Avvicendamento anche in Iran, dove si era creata una situazione difficile anche per via della mancanza della concessione di un visto ad una suora missionaria a Teheran da più di 30 anni, e costretta per questo a lasciare il Paese. Il Papa ha scelto per la nunziatura di Teheran l’arcivescovo Andrzej Jozwowicz, che era precedentemente nunzio apostolico in Rwanda.

L’arcivescovo Novatus Rugambwa ha aggiunto all’incarico di nunzio apostolico in Nuova Zelanda, Fiji, Palau, Isole Marshall, Kiribati, Nauru, Tonga, Samoa e Isole Cook anche quello di “ambasciatore del Papa” presso gli Stati federati di Micronesia. A questi incarichi, il nunzio – che risiede a Wellington – assomma quello di delegato apostolico per l’Oceano Pacifico.

A febbraio, Papa Francesco ha nominato nunzio in Bahrein l’arcivescovo Martin Nugent, che già era nunzio in Kuwait a Qatar. I tre Paesi sono generalmente sotto un solo rappresentante, ma l’arrivo dell’ufficialità (che prevede l’agreament del governo locale) sulla nomina è giunto in un momento cruciale, dato che a Manama è stata appena inaugurata una cattedrale dedicata a Nostra Signora di Arabia, il sogno del vescovo missionario Camillo Ballin deceduto lo scorso anno.

La nomina di monsignor Mark Miles a nunzio in Benin, cui ha poi aggiunto quella di rappresentante del Papa in Togo, con successiva promozione ad arcivescovo, ha portato ad un cambio nell’appena costituito ufficio della Santa Sede presso l’Organizzazione degli Stati Americani (il ruolo di osservatore era generalmente appannaggio dell’Osservatore della Santa Sede presso le Nazioni Unite di New York). Subito, però, Papa Francesco ha nominato un nuovo osservatore: è monsignor Juan Antonio Cruz Serrano, l’unico nunzio di prima nomina degli “ambasciatori del Papa” nominati quest’anno.

C’è anche un nuovo nunzio apostolico in Algeria e Tunisia, ed è l’arcivescovo Kurian Mathew Vayalunkal.
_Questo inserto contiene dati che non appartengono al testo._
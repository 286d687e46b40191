mod common;

use std::thread;
use std::time::Duration;

use circuit_canvas::clock::FixedStepClock;
use circuit_canvas::model::{Mode, WireRef};
use circuit_canvas::{CanvasError, PointerEvent, StepDrive, Transition};
use common::{BoxPalette, Counters, fixture, fixture_with_clock};
use glam::Vec2;

#[test]
fn test_nothing_pending_while_simulating() {
    let mut fx = fixture(StepDrive::Host);
    fx.canvas
        .select_module(BoxPalette::new(&fx.counters))
        .unwrap();
    fx.canvas.handle_pointer(PointerEvent::Entered {
        position: Vec2::new(50.0, 50.0),
    });
    fx.canvas
        .with_state(|state| assert!(state.interaction().has_pending()));

    assert_eq!(fx.canvas.start_simulation().unwrap(), Transition::Started);
    fx.canvas
        .with_state(|state| assert!(!state.interaction().has_pending()));

    assert_eq!(fx.canvas.pause_simulation().unwrap(), Transition::Paused);
    fx.canvas
        .with_state(|state| assert!(!state.interaction().has_pending()));
    assert!(matches!(
        fx.canvas.select_module(BoxPalette::new(&fx.counters)),
        Err(CanvasError::PaletteUnavailable(Mode::Paused))
    ));
}

#[test]
fn test_starting_during_wire_creation_drops_draft() {
    let mut fx = fixture(StepDrive::Host);
    fx.place(Vec2::new(100.0, 100.0));
    fx.click(Vec2::new(120.0, 120.0));
    fx.click(Vec2::new(400.0, 300.0));
    fx.canvas
        .with_state(|state| assert_eq!(state.handles().route(WireRef::Draft).len(), 2));

    assert_eq!(fx.canvas.start_simulation().unwrap(), Transition::Started);
    assert_eq!(fx.canvas.mode(), Mode::Simulation);
    fx.canvas.with_state(|state| {
        assert!(!state.handles().references(WireRef::Draft));
        assert!(state.handles().is_empty());
        assert!(state.interaction().draft().is_none());
    });
}

#[test]
fn test_rejected_transitions() {
    let mut fx = fixture(StepDrive::Host);

    assert!(matches!(
        fx.canvas.change_mode(Mode::WireCreation),
        Err(CanvasError::InvalidTransition {
            from: Mode::Edit,
            to: Mode::WireCreation
        })
    ));
    assert!(matches!(
        fx.canvas.change_mode(Mode::Paused),
        Err(CanvasError::InvalidTransition { .. })
    ));
    assert!(fx.canvas.resume_simulation().is_err());
    assert_eq!(fx.canvas.change_mode(Mode::Edit).unwrap(), Transition::Unchanged);
    assert_eq!(fx.canvas.mode(), Mode::Edit);
}

#[test]
fn test_mode_changes_reach_inspectors() {
    let mut fx = fixture(StepDrive::Host);
    fx.place(Vec2::new(100.0, 100.0));

    fx.canvas.start_simulation().unwrap();
    fx.canvas.pause_simulation().unwrap();
    assert_eq!(fx.canvas.stop_simulation().unwrap(), Transition::Stopped);

    assert_eq!(
        *fx.counters.inspector_modes.lock().unwrap(),
        vec![Mode::Simulation, Mode::Paused, Mode::Edit]
    );
    assert_eq!(Counters::get(&fx.counters.inits), 1);
    assert_eq!(Counters::get(&fx.counters.ends), 1);
}

#[test]
fn test_resume_keeps_simulation_time() {
    let mut fx = fixture(StepDrive::Host);
    fx.canvas.start_simulation().unwrap();
    for _ in 0..6 {
        fx.canvas.tick();
    }
    fx.canvas.pause_simulation().unwrap();
    assert_eq!(fx.canvas.with_state(|state| state.elapsed_time()), 2);

    let idle = fx.canvas.tick();
    assert!(!idle.stepped);

    assert_eq!(fx.canvas.resume_simulation().unwrap(), Transition::Resumed);
    assert_eq!(Counters::get(&fx.counters.inits), 1);
    fx.canvas.tick();
    assert_eq!(fx.canvas.with_state(|state| state.elapsed_time()), 3);

    fx.canvas.stop_simulation().unwrap();
    fx.canvas.start_simulation().unwrap();
    assert_eq!(fx.canvas.with_state(|state| state.elapsed_time()), 0);
    assert_eq!(Counters::get(&fx.counters.inits), 2);
}

#[test]
fn test_sub_step_cadence() {
    let mut fx = fixture(StepDrive::Host);
    let (a, b) = (Vec2::new(100.0, 100.0), Vec2::new(300.0, 100.0));
    fx.place(a);
    fx.place(b);
    fx.connect(a, b);
    let before_modules = Counters::get(&fx.counters.module_steps);
    let before_wires = Counters::get(&fx.counters.wire_steps);

    fx.canvas.start_simulation().unwrap();
    assert_eq!(Counters::get(&fx.counters.wire_refreshes), 1);
    let reports: Vec<_> = (0..9).map(|_| fx.canvas.tick()).collect();

    assert!(reports.iter().all(|r| r.stepped));
    let elapsed: Vec<u64> = reports.iter().filter_map(|r| r.elapsed).collect();
    assert_eq!(elapsed, vec![1, 2, 3]);
    assert_eq!(Counters::get(&fx.counters.graph_steps), 3);
    assert_eq!(*fx.display.times.lock().unwrap(), vec![1, 2, 3]);
    assert_eq!(Counters::get(&fx.counters.module_steps) - before_modules, 6);
    assert_eq!(Counters::get(&fx.counters.wire_steps) - before_wires, 9);
}

#[test]
fn test_divided_clock_holds_cadence() {
    let mut fx = fixture_with_clock(StepDrive::Host, FixedStepClock::new(1, 2));
    fx.place(Vec2::new(100.0, 100.0));
    let before_modules = Counters::get(&fx.counters.module_steps);

    fx.canvas.start_simulation().unwrap();
    let generation = fx.canvas.frame_generation();
    let reports: Vec<_> = (0..12).map(|_| fx.canvas.tick()).collect();

    let stepped: Vec<bool> = reports.iter().map(|r| r.stepped).collect();
    assert_eq!(stepped, [false, true].repeat(6));
    let elapsed: Vec<u64> = reports.iter().filter_map(|r| r.elapsed).collect();
    assert_eq!(elapsed, vec![1, 2]);
    assert_eq!(Counters::get(&fx.counters.graph_steps), 2);
    assert_eq!(Counters::get(&fx.counters.module_steps) - before_modules, 2);
    assert_eq!(fx.canvas.frame_generation() - generation, 6);
}

#[test]
fn test_edit_during_wire_creation_abandons_draft() {
    let mut fx = fixture(StepDrive::Host);
    fx.place(Vec2::new(100.0, 100.0));
    fx.click(Vec2::new(120.0, 120.0));
    fx.click(Vec2::new(400.0, 300.0));
    assert_eq!(fx.canvas.mode(), Mode::WireCreation);

    assert_eq!(
        fx.canvas.change_mode(Mode::Edit).unwrap(),
        Transition::DraftAbandoned
    );
    assert_eq!(fx.canvas.mode(), Mode::Edit);
    fx.canvas.with_state(|state| {
        assert!(state.handles().is_empty());
        assert!(state.interaction().draft().is_none());
        assert_eq!(state.scene().wire_count(), 0);
    });
}

#[test]
fn test_reset_rewinds_clock() {
    let mut fx = fixture(StepDrive::Host);
    fx.canvas.start_simulation().unwrap();
    for _ in 0..4 {
        fx.canvas.tick();
    }
    fx.canvas.reset();

    assert_eq!(fx.canvas.mode(), Mode::Simulation);
    assert_eq!(fx.canvas.with_state(|state| state.elapsed_time()), 0);
    assert_eq!(Counters::get(&fx.counters.ends), 1);
    assert_eq!(Counters::get(&fx.counters.inits), 2);
    assert_eq!(fx.display.times.lock().unwrap().last(), Some(&0));
}

#[test]
fn test_stop_renders_once_on_caller_thread() {
    let mut fx = fixture(StepDrive::Background);
    fx.place(Vec2::new(100.0, 100.0));

    fx.canvas.start_simulation().unwrap();
    assert!(fx.canvas.is_stepping());
    thread::sleep(Duration::from_millis(200));
    assert!(Counters::get(&fx.counters.graph_steps) > 0);

    fx.display.repaints.lock().unwrap().clear();
    assert_eq!(fx.canvas.stop_simulation().unwrap(), Transition::Stopped);
    assert!(!fx.canvas.is_stepping());

    let me = thread::current().id();
    let repaints = fx.display.repaints.lock().unwrap().clone();
    assert_eq!(fx.display.repaints_from_current_thread(), 1);
    assert_eq!(repaints.last().map(|(id, _)| *id), Some(me));
    assert_eq!(Counters::get(&fx.counters.ends), 1);

    let generation = fx.canvas.frame_generation();
    thread::sleep(Duration::from_millis(50));
    assert_eq!(fx.canvas.frame_generation(), generation);
}

#[test]
fn test_pause_stops_the_loop() {
    let mut fx = fixture(StepDrive::Background);
    fx.canvas.start_simulation().unwrap();
    thread::sleep(Duration::from_millis(50));
    fx.canvas.pause_simulation().unwrap();
    assert!(!fx.canvas.is_stepping());

    let steps = Counters::get(&fx.counters.graph_steps);
    thread::sleep(Duration::from_millis(50));
    assert_eq!(Counters::get(&fx.counters.graph_steps), steps);

    fx.canvas.resume_simulation().unwrap();
    assert!(fx.canvas.is_stepping());
    fx.canvas.stop_simulation().unwrap();
    assert!(!fx.canvas.is_stepping());
}

#[test]
fn test_continuous_render_outlives_simulation() {
    let mut fx = fixture(StepDrive::Background);
    fx.place(Vec2::new(100.0, 100.0));

    fx.canvas.set_continuous_render(true).unwrap();
    assert!(fx.canvas.is_stepping());
    let generation = fx.canvas.frame_generation();
    thread::sleep(Duration::from_millis(100));
    assert!(fx.canvas.frame_generation() > generation);
    assert_eq!(Counters::get(&fx.counters.graph_steps), 0);

    fx.canvas.start_simulation().unwrap();
    fx.canvas.stop_simulation().unwrap();
    assert!(fx.canvas.is_stepping(), "continuous render keeps the loop alive");

    fx.canvas.set_continuous_render(false).unwrap();
    assert!(!fx.canvas.is_stepping());
}

#[test]
fn test_continuous_off_keeps_simulation_stepping() {
    let mut fx = fixture(StepDrive::Background);
    fx.place(Vec2::new(100.0, 100.0));
    fx.canvas.start_simulation().unwrap();

    fx.canvas.set_continuous_render(true).unwrap();
    fx.canvas.set_continuous_render(false).unwrap();
    assert!(fx.canvas.is_stepping(), "simulation relaunches a plain loop");

    let steps = Counters::get(&fx.counters.graph_steps);
    thread::sleep(Duration::from_millis(200));
    assert!(Counters::get(&fx.counters.graph_steps) > steps);

    fx.canvas.stop_simulation().unwrap();
    assert!(!fx.canvas.is_stepping());
}

#[test]
fn test_dropping_canvas_joins_loop() {
    let mut fx = fixture(StepDrive::Background);
    fx.canvas.start_simulation().unwrap();
    thread::sleep(Duration::from_millis(30));
    let counters = fx.counters.clone();
    drop(fx);

    let steps = Counters::get(&counters.graph_steps);
    thread::sleep(Duration::from_millis(50));
    assert_eq!(Counters::get(&counters.graph_steps), steps);
}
Si trova ad affrontare due realtà difficili, particolarmente in Algeria, dove tra l’altro si vive anche un ricambio generazionale: proprio nella settimana successiva al Natale, Papa Francesco ha nominato Jean-Paul Vesco come nuovo arcivescovo di Algeri, dando il via al ricambio dei vescovi nel Paese.

È durato solo quattro viaggi come organizzatore dei viaggi papali, monsignor Dieudonné Datonou, ma non per colpa sua: arrivato all’incarico alla fine del 2019, ha fatto in tempo a gestire il viaggio in Giappone e poi è stato fermo durante tutto il 2020 per via della pandemia. I viaggi papali sono ripresi quest’anno, con la visita del Papa in Iraq a marzo, quella in Ungheria e Slovacchia a settembre e quella in Grecia – Cipro a dicembre. In occasione del viaggio in Ungheria e Slovacchia, il Papa annunciò che Datonou era destinato ad altro incarico, e il 7 ottobre è stato nominato nunzio apostolico in Burundi.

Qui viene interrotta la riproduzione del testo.